━━━━━ Exercise inputs ━━━━━
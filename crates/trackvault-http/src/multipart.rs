//! Streaming multipart form data reader for track uploads.
//!
//! Upload forms are `multipart/form-data` bodies holding one text field
//! (`name`) and one file field (`track`). [`MultipartReader`] walks such a
//! body as it arrives: [`next_part`](MultipartReader::next_part) yields each
//! part's headers and [`next_chunk`](MultipartReader::next_chunk) yields the
//! part's content piece by piece. The reader holds at most one incoming
//! frame plus a boundary-sized tail, so a file part can be handed to the
//! storage engine without ever being assembled in memory.
//!
//! Limit checks on part counts and sizes are made by the caller against
//! [`UploadLimits`]; framing violations are [`MultipartError::Malformed`].

use bytes::{Buf, Bytes, BytesMut};
use futures::{Stream, StreamExt};

/// Name of the text field carrying the track name.
pub const NAME_FIELD: &str = "name";

/// Name of the file field carrying the track bytes.
pub const TRACK_FIELD: &str = "track";

/// Largest accepted header section of a single part.
const MAX_HEADER_SIZE: usize = 8 * 1024;

/// Largest accepted text field value.
pub const MAX_FIELD_SIZE: usize = 64 * 1024;

/// Multipart parsing and limit errors.
#[derive(Debug, thiserror::Error, PartialEq, Eq)]
pub enum MultipartError {
    /// The request is not `multipart/form-data`.
    #[error("expected multipart/form-data, got {0:?}")]
    NotMultipart(String),

    /// The content type has no usable boundary parameter.
    #[error("missing boundary in Content-Type")]
    MissingBoundary,

    /// The body does not follow the multipart framing.
    #[error("malformed multipart body: {0}")]
    Malformed(&'static str),

    /// More text fields than allowed.
    #[error("too many fields (limit {0})")]
    TooManyFields(usize),

    /// More file fields than allowed.
    #[error("too many files (limit {0})")]
    TooManyFiles(usize),

    /// More parts than allowed.
    #[error("too many parts (limit {0})")]
    TooManyParts(usize),

    /// A file was sent under a field other than `track`.
    #[error("unexpected file field {0:?}")]
    UnexpectedFile(String),

    /// The file is larger than allowed.
    #[error("file too large (limit {0} bytes)")]
    FileTooLarge(u64),

    /// A text field is larger than allowed.
    #[error("field too large (limit {0} bytes)")]
    FieldTooLarge(usize),

    /// The request body exceeded the server's size limit.
    #[error("request body too large")]
    BodyTooLarge,

    /// Reading the request body failed.
    #[error("request body interrupted: {0}")]
    Interrupted(String),
}

/// Upper bounds enforced on an upload form.
#[derive(Debug, Clone, Copy, PartialEq, Eq)]
pub struct UploadLimits {
    /// Maximum number of non-file fields.
    pub fields: usize,
    /// Maximum number of file fields.
    pub files: usize,
    /// Maximum number of parts of either kind.
    pub parts: usize,
    /// Maximum file size in bytes.
    pub file_size: u64,
}

impl UploadLimits {
    /// One name field, one file, at most `file_size` bytes.
    #[must_use]
    pub fn with_file_size(file_size: u64) -> Self {
        Self {
            fields: 1,
            files: 1,
            parts: 2,
            file_size,
        }
    }
}

impl Default for UploadLimits {
    fn default() -> Self {
        Self::with_file_size(trackvault_core::config::DEFAULT_MAX_UPLOAD_SIZE)
    }
}

/// Extract the boundary from a `multipart/form-data; boundary=...` content type.
pub fn extract_boundary(content_type: &str) -> Result<String, MultipartError> {
    let parsed: mime::Mime = content_type
        .parse()
        .map_err(|_| MultipartError::NotMultipart(content_type.to_owned()))?;
    if parsed.type_() != mime::MULTIPART || parsed.subtype() != mime::FORM_DATA {
        return Err(MultipartError::NotMultipart(content_type.to_owned()));
    }
    match parsed.get_param(mime::BOUNDARY) {
        Some(b) if !b.as_str().is_empty() => Ok(b.as_str().to_owned()),
        _ => Err(MultipartError::MissingBoundary),
    }
}

/// Headers of one form part.
#[derive(Debug, Clone, PartialEq, Eq)]
pub struct PartHeaders {
    /// Form field name.
    pub name: String,
    /// Client-side file name; present only for file parts.
    pub filename: Option<String>,
    /// Declared content type of the part.
    pub content_type: Option<String>,
}

#[derive(Debug, Clone, Copy, PartialEq, Eq)]
enum ReaderState {
    /// Before the opening boundary.
    Preamble,
    /// Just past a boundary; a part or the closing marker follows.
    Boundary,
    /// Inside a part's content.
    Content,
    /// Past the closing boundary.
    Done,
}

/// Incremental reader over a multipart body stream.
#[derive(Debug)]
pub struct MultipartReader<S> {
    stream: S,
    buffer: BytesMut,
    /// `--boundary`, which opens the body.
    delimiter: Bytes,
    /// `\r\n--boundary`, which ends every part.
    marker: Bytes,
    state: ReaderState,
}

impl<S> MultipartReader<S>
where
    S: Stream<Item = Result<Bytes, MultipartError>> + Unpin,
{
    /// Read the form in `stream`, delimited by `boundary`.
    pub fn new(stream: S, boundary: &str) -> Self {
        let delimiter = Bytes::from(format!("--{boundary}"));
        let marker = Bytes::from(format!("\r\n--{boundary}"));
        Self {
            stream,
            buffer: BytesMut::new(),
            delimiter,
            marker,
            state: ReaderState::Preamble,
        }
    }

    /// Advance to the next part, skipping whatever is left of the current
    /// one. Returns `None` after the closing boundary.
    pub async fn next_part(&mut self) -> Result<Option<PartHeaders>, MultipartError> {
        loop {
            match self.state {
                ReaderState::Done => return Ok(None),
                ReaderState::Content => while self.next_chunk().await?.is_some() {},
                ReaderState::Preamble => self.skip_preamble().await?,
                ReaderState::Boundary => {
                    self.fill_to(2).await?;
                    if self.buffer.starts_with(b"--") {
                        self.state = ReaderState::Done;
                        return Ok(None);
                    }
                    if !self.buffer.starts_with(b"\r\n") {
                        return Err(MultipartError::Malformed("boundary not followed by CRLF"));
                    }
                    self.buffer.advance(2);
                    let headers = self.read_headers().await?;
                    self.state = ReaderState::Content;
                    return Ok(Some(headers));
                }
            }
        }
    }

    /// The next piece of the current part's content, or `None` at its end.
    pub async fn next_chunk(&mut self) -> Result<Option<Bytes>, MultipartError> {
        if self.state != ReaderState::Content {
            return Ok(None);
        }
        loop {
            if let Some(pos) = find_bytes(&self.buffer, &self.marker) {
                if pos > 0 {
                    return Ok(Some(self.buffer.split_to(pos).freeze()));
                }
                self.buffer.advance(self.marker.len());
                self.state = ReaderState::Boundary;
                return Ok(None);
            }
            // Anything before the last `marker.len() - 1` bytes cannot be
            // the start of the closing marker.
            let safe = self.buffer.len().saturating_sub(self.marker.len() - 1);
            if safe > 0 {
                return Ok(Some(self.buffer.split_to(safe).freeze()));
            }
            if !self.fill().await? {
                return Err(MultipartError::Malformed("unexpected end of form"));
            }
        }
    }

    /// Collect the current part's content, failing past `limit` bytes.
    pub async fn read_field(&mut self, limit: usize) -> Result<Bytes, MultipartError> {
        let mut value = BytesMut::new();
        while let Some(chunk) = self.next_chunk().await? {
            if value.len() + chunk.len() > limit {
                return Err(MultipartError::FieldTooLarge(limit));
            }
            value.extend_from_slice(&chunk);
        }
        Ok(value.freeze())
    }

    async fn skip_preamble(&mut self) -> Result<(), MultipartError> {
        loop {
            if let Some(pos) = find_bytes(&self.buffer, &self.delimiter) {
                self.buffer.advance(pos + self.delimiter.len());
                self.state = ReaderState::Boundary;
                return Ok(());
            }
            let keep = self.delimiter.len() - 1;
            if self.buffer.len() > keep {
                let drop_len = self.buffer.len() - keep;
                self.buffer.advance(drop_len);
            }
            if !self.fill().await? {
                return Err(MultipartError::Malformed("no opening boundary"));
            }
        }
    }

    async fn read_headers(&mut self) -> Result<PartHeaders, MultipartError> {
        self.fill_to(2).await?;
        let raw = if self.buffer.starts_with(b"\r\n") {
            self.buffer.advance(2);
            Bytes::new()
        } else {
            loop {
                if let Some(pos) = find_bytes(&self.buffer, b"\r\n\r\n") {
                    let raw = self.buffer.split_to(pos).freeze();
                    self.buffer.advance(4);
                    break raw;
                }
                if self.buffer.len() > MAX_HEADER_SIZE {
                    return Err(MultipartError::Malformed("part headers too large"));
                }
                if !self.fill().await? {
                    return Err(MultipartError::Malformed("unexpected end of form"));
                }
            }
        };

        let disposition = parse_content_disposition(&raw)?;
        Ok(PartHeaders {
            name: disposition.name,
            filename: disposition.filename,
            content_type: parse_part_content_type(&raw),
        })
    }

    /// Pull frames until at least `len` bytes are buffered.
    async fn fill_to(&mut self, len: usize) -> Result<(), MultipartError> {
        while self.buffer.len() < len {
            if !self.fill().await? {
                return Err(MultipartError::Malformed("unexpected end of form"));
            }
        }
        Ok(())
    }

    /// Append the next non-empty frame; `false` at end of body.
    async fn fill(&mut self) -> Result<bool, MultipartError> {
        while let Some(frame) = self.stream.next().await {
            let frame = frame?;
            if !frame.is_empty() {
                self.buffer.extend_from_slice(&frame);
                return Ok(true);
            }
        }
        Ok(false)
    }
}

/// Parsed Content-Disposition header fields.
struct ContentDisposition {
    name: String,
    filename: Option<String>,
}

/// Parse the Content-Disposition header of a part; `name` is mandatory.
fn parse_content_disposition(headers: &[u8]) -> Result<ContentDisposition, MultipartError> {
    let headers_str = String::from_utf8_lossy(headers);
    for line in headers_str.split("\r\n") {
        let lower = line.to_ascii_lowercase();
        if !lower.starts_with("content-disposition:") {
            continue;
        }
        let name = extract_quoted_param(line, "name")
            .ok_or(MultipartError::Malformed("part without a field name"))?;
        let filename = extract_quoted_param(line, "filename");
        return Ok(ContentDisposition { name, filename });
    }
    Err(MultipartError::Malformed("part without Content-Disposition"))
}

/// Extract the Content-Type from a part's headers section.
fn parse_part_content_type(headers: &[u8]) -> Option<String> {
    let headers_str = String::from_utf8_lossy(headers);
    headers_str.split("\r\n").find_map(|line| {
        let (key, value) = line.split_once(':')?;
        key.trim()
            .eq_ignore_ascii_case("content-type")
            .then(|| value.trim().to_owned())
    })
}

/// Extract a parameter value from a header line, quoted or not.
///
/// Parameters are matched by exact name, so `name` does not match inside
/// `filename`.
fn extract_quoted_param(header_line: &str, param_name: &str) -> Option<String> {
    let (_, params) = header_line.split_once(';')?;
    let mut rest = params;
    while !rest.is_empty() {
        rest = rest.trim_start_matches([';', ' ', '\t']);
        let eq = rest.find('=')?;
        let key = rest[..eq].trim();
        let after = &rest[eq + 1..];

        let (value, next) = if let Some(quoted) = after.strip_prefix('"') {
            let end = quoted.find('"')?;
            (&quoted[..end], &quoted[end + 1..])
        } else {
            let end = after.find(';').unwrap_or(after.len());
            (after[..end].trim(), &after[end..])
        };

        if key.eq_ignore_ascii_case(param_name) {
            return Some(value.to_owned());
        }
        rest = next;
    }
    None
}

/// Find the position of a needle in a haystack.
fn find_bytes(haystack: &[u8], needle: &[u8]) -> Option<usize> {
    if needle.is_empty() || needle.len() > haystack.len() {
        return None;
    }
    haystack
        .windows(needle.len())
        .position(|window| window == needle)
}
━━━━━
In the records above, find each line that mentions the word "request", and copy it.

* **Exercise result**
    /// The request is not `multipart/form-data`.
    /// The request body exceeded the server's size limit.
    #[error("request body too large")]
    /// Reading the request body failed.
    #[error("request body interrupted: {0}")]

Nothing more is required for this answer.